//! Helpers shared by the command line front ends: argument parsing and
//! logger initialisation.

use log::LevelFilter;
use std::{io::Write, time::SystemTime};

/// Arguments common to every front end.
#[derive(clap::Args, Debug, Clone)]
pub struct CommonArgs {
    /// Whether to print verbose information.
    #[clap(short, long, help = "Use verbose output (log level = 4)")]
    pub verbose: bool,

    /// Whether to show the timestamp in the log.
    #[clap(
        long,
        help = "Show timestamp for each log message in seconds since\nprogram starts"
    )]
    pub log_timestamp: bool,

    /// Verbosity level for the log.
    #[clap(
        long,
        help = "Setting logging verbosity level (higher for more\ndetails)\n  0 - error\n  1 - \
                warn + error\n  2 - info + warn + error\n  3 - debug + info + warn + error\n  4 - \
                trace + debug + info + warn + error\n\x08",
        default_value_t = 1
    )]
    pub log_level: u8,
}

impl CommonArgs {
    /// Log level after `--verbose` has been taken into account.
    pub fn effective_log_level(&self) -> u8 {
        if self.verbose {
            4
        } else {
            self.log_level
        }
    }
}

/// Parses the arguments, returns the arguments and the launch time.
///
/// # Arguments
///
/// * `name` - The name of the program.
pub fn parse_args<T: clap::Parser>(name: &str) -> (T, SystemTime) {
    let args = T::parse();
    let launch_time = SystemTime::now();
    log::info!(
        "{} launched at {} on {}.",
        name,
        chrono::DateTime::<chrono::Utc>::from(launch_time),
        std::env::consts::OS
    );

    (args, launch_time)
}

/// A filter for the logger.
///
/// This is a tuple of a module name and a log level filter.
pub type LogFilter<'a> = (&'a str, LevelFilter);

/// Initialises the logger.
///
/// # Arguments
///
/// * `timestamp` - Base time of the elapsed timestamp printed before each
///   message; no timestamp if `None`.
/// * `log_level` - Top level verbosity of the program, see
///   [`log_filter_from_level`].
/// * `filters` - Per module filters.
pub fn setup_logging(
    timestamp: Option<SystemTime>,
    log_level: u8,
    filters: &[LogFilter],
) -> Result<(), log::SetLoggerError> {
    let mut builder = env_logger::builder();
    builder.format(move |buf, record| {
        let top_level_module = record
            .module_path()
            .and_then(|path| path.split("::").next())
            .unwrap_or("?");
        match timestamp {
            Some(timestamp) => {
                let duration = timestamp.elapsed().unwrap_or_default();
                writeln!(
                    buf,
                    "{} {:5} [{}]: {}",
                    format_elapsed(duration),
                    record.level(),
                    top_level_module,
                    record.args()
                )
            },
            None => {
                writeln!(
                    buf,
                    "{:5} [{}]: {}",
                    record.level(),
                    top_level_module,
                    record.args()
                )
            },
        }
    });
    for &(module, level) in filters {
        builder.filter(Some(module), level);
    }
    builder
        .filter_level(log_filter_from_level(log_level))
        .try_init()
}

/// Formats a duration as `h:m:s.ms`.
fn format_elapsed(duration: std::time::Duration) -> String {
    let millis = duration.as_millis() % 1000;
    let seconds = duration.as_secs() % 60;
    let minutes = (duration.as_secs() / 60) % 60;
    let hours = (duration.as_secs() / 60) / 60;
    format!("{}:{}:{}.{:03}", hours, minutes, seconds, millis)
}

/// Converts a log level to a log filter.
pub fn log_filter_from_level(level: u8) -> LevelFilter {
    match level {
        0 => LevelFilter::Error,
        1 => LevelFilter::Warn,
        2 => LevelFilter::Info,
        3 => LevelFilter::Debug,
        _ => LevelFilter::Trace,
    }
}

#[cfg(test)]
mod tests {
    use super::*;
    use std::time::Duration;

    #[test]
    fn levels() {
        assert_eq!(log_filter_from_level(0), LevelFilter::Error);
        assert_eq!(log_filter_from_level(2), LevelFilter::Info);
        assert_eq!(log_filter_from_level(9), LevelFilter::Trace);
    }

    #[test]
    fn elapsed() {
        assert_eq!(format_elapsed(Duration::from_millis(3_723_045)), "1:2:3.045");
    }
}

● ● ● ● ●

# [Exercise instructions]
Reproduce the records in full, exactly as written.

# [Answer to this exercise]
//! Helpers shared by the command line front ends: argument parsing and
//! logger initialisation.

use log::LevelFilter;
use std::{io::Write, time::SystemTime};

/// Arguments common to every front end.
#[derive(clap::Args, Debug, Clone)]
pub struct CommonArgs {
    /// Whether to print verbose information.
    #[clap(short, long, help = "Use verbose output (log level = 4)")]
    pub verbose: bool,

    /// Whether to show the timestamp in the log.
    #[clap(
        long,
        help = "Show timestamp for each log message in seconds since\nprogram starts"
    )]
    pub log_timestamp: bool,

    /// Verbosity level for the log.
    #[clap(
        long,
        help = "Setting logging verbosity level (higher for more\ndetails)\n  0 - error\n  1 - \
                warn + error\n  2 - info + warn + error\n  3 - debug + info + warn + error\n  4 - \
                trace + debug + info + warn + error\n\x08",
        default_value_t = 1
    )]
    pub log_level: u8,
}

impl CommonArgs {
    /// Log level after `--verbose` has been taken into account.
    pub fn effective_log_level(&self) -> u8 {
        if self.verbose {
            4
        } else {
            self.log_level
        }
    }
}

/// Parses the arguments, returns the arguments and the launch time.
///
/// # Arguments
///
/// * `name` - The name of the program.
pub fn parse_args<T: clap::Parser>(name: &str) -> (T, SystemTime) {
    let args = T::parse();
    let launch_time = SystemTime::now();
    log::info!(
        "{} launched at {} on {}.",
        name,
        chrono::DateTime::<chrono::Utc>::from(launch_time),
        std::env::consts::OS
    );

    (args, launch_time)
}

/// A filter for the logger.
///
/// This is a tuple of a module name and a log level filter.
pub type LogFilter<'a> = (&'a str, LevelFilter);

/// Initialises the logger.
///
/// # Arguments
///
/// * `timestamp` - Base time of the elapsed timestamp printed before each
///   message; no timestamp if `None`.
/// * `log_level` - Top level verbosity of the program, see
///   [`log_filter_from_level`].
/// * `filters` - Per module filters.
pub fn setup_logging(
    timestamp: Option<SystemTime>,
    log_level: u8,
    filters: &[LogFilter],
) -> Result<(), log::SetLoggerError> {
    let mut builder = env_logger::builder();
    builder.format(move |buf, record| {
        let top_level_module = record
            .module_path()
            .and_then(|path| path.split("::").next())
            .unwrap_or("?");
        match timestamp {
            Some(timestamp) => {
                let duration = timestamp.elapsed().unwrap_or_default();
                writeln!(
                    buf,
                    "{} {:5} [{}]: {}",
                    format_elapsed(duration),
                    record.level(),
                    top_level_module,
                    record.args()
                )
            },
            None => {
                writeln!(
                    buf,
                    "{:5} [{}]: {}",
                    record.level(),
                    top_level_module,
                    record.args()
                )
            },
        }
    });
    for &(module, level) in filters {
        builder.filter(Some(module), level);
    }
    builder
        .filter_level(log_filter_from_level(log_level))
        .try_init()
}

/// Formats a duration as `h:m:s.ms`.
fn format_elapsed(duration: std::time::Duration) -> String {
    let millis = duration.as_millis() % 1000;
    let seconds = duration.as_secs() % 60;
    let minutes = (duration.as_secs() / 60) % 60;
    let hours = (duration.as_secs() / 60) / 60;
    format!("{}:{}:{}.{:03}", hours, minutes, seconds, millis)
}

/// Converts a log level to a log filter.
pub fn log_filter_from_level(level: u8) -> LevelFilter {
    match level {
        0 => LevelFilter::Error,
        1 => LevelFilter::Warn,
        2 => LevelFilter::Info,
        3 => LevelFilter::Debug,
        _ => LevelFilter::Trace,
    }
}

#[cfg(test)]
mod tests {
    use super::*;
    use std::time::Duration;

    #[test]
    fn levels() {
        assert_eq!(log_filter_from_level(0), LevelFilter::Error);
        assert_eq!(log_filter_from_level(2), LevelFilter::Info);
        assert_eq!(log_filter_from_level(9), LevelFilter::Trace);
    }

    #[test]
    fn elapsed() {
        assert_eq!(format_elapsed(Duration::from_millis(3_723_045)), "1:2:3.045");
    }
}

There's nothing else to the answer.